Extracted data entries
* * *

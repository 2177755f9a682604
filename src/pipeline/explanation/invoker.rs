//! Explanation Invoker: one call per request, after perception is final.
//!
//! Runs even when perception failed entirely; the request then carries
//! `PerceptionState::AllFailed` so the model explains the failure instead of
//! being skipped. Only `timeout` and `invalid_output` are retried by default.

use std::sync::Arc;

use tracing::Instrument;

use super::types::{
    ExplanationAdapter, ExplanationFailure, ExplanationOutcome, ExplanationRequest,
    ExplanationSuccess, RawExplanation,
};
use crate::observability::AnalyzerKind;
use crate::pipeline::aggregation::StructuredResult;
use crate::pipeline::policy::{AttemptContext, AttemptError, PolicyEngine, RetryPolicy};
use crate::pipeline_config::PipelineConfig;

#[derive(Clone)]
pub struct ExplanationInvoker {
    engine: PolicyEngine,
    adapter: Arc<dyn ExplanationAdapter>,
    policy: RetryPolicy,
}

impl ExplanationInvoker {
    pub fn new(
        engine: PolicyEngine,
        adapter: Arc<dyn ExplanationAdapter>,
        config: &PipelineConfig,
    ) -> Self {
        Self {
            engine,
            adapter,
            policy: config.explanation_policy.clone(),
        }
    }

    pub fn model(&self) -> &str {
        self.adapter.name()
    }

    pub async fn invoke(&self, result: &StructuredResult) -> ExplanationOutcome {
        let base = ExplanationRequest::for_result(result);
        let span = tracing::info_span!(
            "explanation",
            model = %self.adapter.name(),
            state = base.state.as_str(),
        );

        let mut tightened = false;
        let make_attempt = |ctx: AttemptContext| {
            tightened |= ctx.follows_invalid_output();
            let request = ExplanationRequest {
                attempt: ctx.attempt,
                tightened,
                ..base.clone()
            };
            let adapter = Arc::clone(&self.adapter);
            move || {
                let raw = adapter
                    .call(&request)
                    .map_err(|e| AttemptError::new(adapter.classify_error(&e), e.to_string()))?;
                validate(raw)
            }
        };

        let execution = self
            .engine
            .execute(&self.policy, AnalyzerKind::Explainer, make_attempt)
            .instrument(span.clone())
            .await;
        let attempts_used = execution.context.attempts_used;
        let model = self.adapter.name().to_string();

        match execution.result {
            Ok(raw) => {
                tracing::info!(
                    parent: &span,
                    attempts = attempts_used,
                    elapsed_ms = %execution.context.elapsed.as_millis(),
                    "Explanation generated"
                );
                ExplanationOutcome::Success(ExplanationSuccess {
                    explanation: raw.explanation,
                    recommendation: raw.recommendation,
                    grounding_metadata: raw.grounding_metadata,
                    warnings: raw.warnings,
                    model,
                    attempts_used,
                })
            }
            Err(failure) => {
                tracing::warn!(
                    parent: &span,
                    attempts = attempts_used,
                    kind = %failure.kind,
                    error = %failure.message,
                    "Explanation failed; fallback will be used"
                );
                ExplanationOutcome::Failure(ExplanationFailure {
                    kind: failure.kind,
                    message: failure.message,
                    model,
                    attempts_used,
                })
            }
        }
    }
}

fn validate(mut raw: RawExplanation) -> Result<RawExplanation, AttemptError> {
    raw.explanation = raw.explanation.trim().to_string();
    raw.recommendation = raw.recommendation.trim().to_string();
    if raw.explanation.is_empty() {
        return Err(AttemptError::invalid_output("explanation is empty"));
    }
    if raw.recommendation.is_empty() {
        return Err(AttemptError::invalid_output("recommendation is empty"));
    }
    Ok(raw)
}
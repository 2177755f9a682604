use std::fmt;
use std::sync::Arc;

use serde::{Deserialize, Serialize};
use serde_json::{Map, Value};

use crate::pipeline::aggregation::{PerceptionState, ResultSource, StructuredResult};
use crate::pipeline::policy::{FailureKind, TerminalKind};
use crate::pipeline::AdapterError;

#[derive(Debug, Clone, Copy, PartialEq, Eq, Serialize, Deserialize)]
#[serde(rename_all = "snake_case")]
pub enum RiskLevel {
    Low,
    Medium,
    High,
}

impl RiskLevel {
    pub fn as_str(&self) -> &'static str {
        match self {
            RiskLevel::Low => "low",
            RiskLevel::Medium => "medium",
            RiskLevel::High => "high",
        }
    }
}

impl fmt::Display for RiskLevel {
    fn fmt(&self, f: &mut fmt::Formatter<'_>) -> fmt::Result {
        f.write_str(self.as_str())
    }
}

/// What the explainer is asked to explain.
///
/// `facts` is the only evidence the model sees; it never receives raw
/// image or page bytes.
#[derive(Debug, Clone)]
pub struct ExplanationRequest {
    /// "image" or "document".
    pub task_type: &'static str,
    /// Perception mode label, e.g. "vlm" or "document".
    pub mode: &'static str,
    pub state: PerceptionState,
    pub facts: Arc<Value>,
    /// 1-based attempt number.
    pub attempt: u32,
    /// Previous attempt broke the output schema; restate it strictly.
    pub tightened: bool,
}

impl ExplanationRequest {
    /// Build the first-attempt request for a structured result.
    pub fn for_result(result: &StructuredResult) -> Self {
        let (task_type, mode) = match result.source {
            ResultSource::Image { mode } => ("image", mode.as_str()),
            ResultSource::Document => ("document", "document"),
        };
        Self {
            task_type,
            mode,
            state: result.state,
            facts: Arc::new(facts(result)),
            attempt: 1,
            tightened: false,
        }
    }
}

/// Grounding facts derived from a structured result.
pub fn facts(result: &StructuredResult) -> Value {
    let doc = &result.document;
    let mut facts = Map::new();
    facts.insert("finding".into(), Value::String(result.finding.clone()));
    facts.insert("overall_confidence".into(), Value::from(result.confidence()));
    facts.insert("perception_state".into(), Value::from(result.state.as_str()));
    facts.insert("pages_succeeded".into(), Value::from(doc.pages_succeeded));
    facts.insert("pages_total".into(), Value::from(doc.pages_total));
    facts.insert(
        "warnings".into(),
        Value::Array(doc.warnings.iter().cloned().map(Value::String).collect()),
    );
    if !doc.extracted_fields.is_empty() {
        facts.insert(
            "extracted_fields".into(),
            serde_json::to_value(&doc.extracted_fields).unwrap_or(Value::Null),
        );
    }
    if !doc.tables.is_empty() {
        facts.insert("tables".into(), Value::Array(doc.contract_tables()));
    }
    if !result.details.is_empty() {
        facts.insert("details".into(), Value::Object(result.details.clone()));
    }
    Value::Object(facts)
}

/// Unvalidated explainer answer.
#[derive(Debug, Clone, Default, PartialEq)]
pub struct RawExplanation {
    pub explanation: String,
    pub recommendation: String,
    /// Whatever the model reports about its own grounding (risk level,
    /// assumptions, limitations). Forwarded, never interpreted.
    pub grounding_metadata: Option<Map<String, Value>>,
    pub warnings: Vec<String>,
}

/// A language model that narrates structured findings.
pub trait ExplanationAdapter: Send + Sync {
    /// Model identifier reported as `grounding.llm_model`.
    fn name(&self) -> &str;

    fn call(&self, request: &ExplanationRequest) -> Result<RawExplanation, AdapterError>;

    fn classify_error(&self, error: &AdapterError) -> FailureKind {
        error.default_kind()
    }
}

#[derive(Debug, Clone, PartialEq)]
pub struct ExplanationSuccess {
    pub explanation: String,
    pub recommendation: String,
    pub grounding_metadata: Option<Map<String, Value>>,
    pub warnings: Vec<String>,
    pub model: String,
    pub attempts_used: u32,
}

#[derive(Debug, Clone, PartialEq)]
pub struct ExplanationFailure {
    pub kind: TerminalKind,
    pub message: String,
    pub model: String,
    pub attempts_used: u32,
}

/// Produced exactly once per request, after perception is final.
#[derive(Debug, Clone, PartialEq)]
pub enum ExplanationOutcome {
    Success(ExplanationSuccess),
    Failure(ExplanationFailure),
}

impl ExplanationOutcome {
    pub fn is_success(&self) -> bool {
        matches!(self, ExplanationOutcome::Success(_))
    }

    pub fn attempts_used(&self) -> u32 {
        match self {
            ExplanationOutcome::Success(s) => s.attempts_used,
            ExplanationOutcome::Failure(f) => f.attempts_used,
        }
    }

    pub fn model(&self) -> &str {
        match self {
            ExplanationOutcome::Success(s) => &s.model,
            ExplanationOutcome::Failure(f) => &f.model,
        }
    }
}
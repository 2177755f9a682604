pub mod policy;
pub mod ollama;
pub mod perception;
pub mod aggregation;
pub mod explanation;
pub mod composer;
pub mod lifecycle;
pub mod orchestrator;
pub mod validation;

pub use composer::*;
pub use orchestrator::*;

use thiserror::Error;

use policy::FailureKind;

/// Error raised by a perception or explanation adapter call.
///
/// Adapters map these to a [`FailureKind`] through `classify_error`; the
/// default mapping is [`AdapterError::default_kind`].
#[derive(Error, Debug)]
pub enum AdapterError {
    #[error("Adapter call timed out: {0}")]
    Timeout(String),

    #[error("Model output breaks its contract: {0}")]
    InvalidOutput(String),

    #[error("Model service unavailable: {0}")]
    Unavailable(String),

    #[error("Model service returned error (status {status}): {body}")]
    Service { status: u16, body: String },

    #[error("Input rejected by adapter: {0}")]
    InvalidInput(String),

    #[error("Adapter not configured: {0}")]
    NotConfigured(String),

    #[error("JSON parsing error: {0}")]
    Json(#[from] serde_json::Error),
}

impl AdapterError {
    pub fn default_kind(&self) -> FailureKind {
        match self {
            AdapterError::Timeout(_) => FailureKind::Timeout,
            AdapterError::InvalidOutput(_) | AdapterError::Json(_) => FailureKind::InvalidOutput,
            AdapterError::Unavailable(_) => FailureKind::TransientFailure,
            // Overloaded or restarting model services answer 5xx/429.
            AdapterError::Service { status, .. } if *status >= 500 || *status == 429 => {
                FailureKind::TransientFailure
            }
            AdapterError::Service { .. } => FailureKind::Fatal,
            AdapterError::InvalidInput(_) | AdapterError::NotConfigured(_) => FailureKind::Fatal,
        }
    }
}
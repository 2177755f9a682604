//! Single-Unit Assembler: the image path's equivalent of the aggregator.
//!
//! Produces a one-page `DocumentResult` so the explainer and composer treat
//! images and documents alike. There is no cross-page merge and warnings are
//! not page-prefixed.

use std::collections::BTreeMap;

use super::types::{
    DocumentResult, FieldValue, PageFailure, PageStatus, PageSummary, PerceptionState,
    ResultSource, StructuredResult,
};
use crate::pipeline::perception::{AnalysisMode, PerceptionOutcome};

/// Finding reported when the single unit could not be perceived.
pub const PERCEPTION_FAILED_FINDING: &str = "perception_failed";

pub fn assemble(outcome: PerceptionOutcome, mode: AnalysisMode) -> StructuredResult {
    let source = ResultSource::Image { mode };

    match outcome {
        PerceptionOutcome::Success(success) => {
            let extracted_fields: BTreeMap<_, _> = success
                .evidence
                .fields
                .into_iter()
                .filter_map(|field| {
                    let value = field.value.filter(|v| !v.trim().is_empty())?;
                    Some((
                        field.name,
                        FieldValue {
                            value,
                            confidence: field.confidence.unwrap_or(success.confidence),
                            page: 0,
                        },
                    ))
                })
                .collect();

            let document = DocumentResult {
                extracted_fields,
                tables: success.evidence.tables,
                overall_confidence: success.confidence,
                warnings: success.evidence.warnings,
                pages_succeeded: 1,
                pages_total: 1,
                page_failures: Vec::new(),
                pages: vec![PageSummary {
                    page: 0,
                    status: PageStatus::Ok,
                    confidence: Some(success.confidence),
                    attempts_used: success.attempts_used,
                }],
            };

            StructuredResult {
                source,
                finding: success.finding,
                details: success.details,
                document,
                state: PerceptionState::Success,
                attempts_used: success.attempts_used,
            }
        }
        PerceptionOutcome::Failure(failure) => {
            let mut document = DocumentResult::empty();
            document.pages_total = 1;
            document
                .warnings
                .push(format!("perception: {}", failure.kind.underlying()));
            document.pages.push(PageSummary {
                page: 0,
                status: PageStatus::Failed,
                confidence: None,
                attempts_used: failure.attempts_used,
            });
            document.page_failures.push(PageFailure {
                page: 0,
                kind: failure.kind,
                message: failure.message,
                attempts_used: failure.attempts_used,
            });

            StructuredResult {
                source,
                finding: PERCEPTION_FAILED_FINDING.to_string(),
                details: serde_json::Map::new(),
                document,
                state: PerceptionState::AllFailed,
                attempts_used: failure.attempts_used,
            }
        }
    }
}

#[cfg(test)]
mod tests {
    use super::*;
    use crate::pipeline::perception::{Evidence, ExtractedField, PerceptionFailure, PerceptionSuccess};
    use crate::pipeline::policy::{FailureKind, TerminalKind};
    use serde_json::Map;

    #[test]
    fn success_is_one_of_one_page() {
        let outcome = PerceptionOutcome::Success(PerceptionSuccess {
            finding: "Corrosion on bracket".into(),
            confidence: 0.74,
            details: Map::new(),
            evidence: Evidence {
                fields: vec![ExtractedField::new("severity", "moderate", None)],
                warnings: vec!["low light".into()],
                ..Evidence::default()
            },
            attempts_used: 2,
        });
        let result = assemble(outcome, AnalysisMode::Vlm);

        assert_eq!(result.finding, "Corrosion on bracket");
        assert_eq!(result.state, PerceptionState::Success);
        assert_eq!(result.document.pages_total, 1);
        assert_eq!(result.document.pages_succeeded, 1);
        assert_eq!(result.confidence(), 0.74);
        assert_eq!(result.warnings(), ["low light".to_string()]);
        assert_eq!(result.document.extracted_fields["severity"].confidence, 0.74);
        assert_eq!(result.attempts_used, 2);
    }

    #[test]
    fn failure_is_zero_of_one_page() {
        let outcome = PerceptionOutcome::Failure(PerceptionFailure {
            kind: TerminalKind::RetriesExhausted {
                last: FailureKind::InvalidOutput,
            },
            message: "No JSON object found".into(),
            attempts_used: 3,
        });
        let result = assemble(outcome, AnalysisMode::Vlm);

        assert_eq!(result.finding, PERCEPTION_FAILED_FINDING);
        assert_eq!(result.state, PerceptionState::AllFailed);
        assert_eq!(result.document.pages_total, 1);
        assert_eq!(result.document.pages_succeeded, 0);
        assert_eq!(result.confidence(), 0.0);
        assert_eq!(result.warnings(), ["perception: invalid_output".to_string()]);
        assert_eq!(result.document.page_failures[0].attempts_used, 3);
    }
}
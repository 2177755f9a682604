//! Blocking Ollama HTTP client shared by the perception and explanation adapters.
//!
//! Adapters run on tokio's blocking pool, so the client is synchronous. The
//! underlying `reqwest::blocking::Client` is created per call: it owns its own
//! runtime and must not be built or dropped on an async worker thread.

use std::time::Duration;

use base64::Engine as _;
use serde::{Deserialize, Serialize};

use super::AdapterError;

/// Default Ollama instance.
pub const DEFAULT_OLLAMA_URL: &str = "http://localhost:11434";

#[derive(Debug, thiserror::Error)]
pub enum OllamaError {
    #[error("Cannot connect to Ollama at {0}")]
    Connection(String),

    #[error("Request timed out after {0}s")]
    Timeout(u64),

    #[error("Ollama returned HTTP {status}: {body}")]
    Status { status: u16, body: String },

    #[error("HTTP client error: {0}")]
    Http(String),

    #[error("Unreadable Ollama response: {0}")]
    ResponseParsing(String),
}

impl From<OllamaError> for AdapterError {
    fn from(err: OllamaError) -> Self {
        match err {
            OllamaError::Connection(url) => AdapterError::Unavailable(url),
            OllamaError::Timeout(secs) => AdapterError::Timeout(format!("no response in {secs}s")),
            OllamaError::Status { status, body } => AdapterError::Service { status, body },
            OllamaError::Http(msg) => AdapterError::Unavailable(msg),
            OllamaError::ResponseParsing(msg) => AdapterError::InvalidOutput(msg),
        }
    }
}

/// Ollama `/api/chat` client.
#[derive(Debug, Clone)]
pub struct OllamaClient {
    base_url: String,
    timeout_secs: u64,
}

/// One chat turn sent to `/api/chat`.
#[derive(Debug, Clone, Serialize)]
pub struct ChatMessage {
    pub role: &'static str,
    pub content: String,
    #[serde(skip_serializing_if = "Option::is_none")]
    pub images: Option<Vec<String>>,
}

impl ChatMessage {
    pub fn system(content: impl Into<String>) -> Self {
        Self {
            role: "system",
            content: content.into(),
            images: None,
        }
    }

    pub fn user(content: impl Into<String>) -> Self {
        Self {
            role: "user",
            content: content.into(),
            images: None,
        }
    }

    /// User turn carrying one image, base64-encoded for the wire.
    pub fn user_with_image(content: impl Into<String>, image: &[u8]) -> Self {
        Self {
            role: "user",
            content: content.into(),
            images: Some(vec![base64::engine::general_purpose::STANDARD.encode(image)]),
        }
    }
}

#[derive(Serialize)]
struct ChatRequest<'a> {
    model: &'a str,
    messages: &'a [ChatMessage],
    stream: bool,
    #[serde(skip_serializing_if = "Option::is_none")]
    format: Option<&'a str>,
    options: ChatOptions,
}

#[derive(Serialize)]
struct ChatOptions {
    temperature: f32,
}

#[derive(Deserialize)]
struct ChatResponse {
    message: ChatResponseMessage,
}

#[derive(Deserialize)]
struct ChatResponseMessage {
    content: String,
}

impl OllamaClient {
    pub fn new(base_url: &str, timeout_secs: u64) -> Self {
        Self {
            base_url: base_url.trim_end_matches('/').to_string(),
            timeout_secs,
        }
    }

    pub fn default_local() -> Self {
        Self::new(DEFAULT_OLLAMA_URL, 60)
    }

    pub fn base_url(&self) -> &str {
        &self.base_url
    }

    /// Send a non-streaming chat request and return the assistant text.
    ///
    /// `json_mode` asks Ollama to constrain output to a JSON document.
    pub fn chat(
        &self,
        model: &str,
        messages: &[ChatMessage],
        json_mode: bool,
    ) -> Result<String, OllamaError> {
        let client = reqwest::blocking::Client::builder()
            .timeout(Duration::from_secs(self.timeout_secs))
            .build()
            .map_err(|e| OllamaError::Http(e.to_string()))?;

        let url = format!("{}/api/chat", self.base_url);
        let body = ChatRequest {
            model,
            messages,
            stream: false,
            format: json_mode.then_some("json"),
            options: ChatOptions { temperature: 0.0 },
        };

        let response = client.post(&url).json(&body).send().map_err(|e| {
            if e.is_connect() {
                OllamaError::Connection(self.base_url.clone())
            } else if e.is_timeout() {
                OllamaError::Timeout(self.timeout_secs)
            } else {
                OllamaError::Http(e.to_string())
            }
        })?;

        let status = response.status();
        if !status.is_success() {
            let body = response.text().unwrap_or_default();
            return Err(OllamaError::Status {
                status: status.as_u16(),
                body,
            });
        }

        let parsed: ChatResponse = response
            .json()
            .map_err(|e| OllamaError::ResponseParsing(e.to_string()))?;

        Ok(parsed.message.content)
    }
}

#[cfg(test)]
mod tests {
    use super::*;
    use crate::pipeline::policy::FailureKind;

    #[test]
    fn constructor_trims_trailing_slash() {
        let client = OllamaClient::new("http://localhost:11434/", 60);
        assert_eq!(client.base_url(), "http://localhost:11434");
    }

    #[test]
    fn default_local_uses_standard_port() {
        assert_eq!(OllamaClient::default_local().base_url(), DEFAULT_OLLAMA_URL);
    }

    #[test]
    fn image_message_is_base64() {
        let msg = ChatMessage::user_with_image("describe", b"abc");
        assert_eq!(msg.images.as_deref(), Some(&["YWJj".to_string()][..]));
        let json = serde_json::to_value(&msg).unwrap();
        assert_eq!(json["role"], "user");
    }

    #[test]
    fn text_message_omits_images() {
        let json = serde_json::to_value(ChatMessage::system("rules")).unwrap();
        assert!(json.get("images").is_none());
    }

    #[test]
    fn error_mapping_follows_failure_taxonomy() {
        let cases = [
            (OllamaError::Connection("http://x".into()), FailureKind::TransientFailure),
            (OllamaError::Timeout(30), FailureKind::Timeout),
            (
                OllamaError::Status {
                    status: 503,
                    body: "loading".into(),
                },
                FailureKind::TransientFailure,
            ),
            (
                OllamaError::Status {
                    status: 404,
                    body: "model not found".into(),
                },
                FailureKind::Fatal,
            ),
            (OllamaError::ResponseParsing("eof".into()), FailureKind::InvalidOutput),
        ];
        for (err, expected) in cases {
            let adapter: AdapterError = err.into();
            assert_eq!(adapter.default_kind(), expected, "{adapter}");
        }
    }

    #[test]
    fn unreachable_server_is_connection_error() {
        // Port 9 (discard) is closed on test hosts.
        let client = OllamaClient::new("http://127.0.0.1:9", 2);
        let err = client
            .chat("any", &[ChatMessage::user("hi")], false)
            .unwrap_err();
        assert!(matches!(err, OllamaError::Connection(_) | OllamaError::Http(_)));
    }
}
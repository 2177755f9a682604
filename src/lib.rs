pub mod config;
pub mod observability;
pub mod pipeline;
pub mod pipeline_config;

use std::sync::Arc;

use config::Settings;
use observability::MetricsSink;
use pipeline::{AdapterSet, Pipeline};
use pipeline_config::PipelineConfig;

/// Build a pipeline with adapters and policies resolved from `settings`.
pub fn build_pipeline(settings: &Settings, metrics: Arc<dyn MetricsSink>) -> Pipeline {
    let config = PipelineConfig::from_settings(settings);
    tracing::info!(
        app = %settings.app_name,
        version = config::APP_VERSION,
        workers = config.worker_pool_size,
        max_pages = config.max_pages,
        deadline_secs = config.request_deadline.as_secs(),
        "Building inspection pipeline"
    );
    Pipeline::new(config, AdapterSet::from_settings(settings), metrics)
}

* * *

Copy, exactly and only, the lines above that begin with the one containing "pub trait ExplanationAdapter: Send" and finish with the one containing "fn call(&self, request: &ExplanationRequest)".

**SOLVED PROBLEM**
pub trait ExplanationAdapter: Send + Sync {
    /// Model identifier reported as `grounding.llm_model`.
    fn name(&self) -> &str;

    fn call(&self, request: &ExplanationRequest) -> Result<RawExplanation, AdapterError>;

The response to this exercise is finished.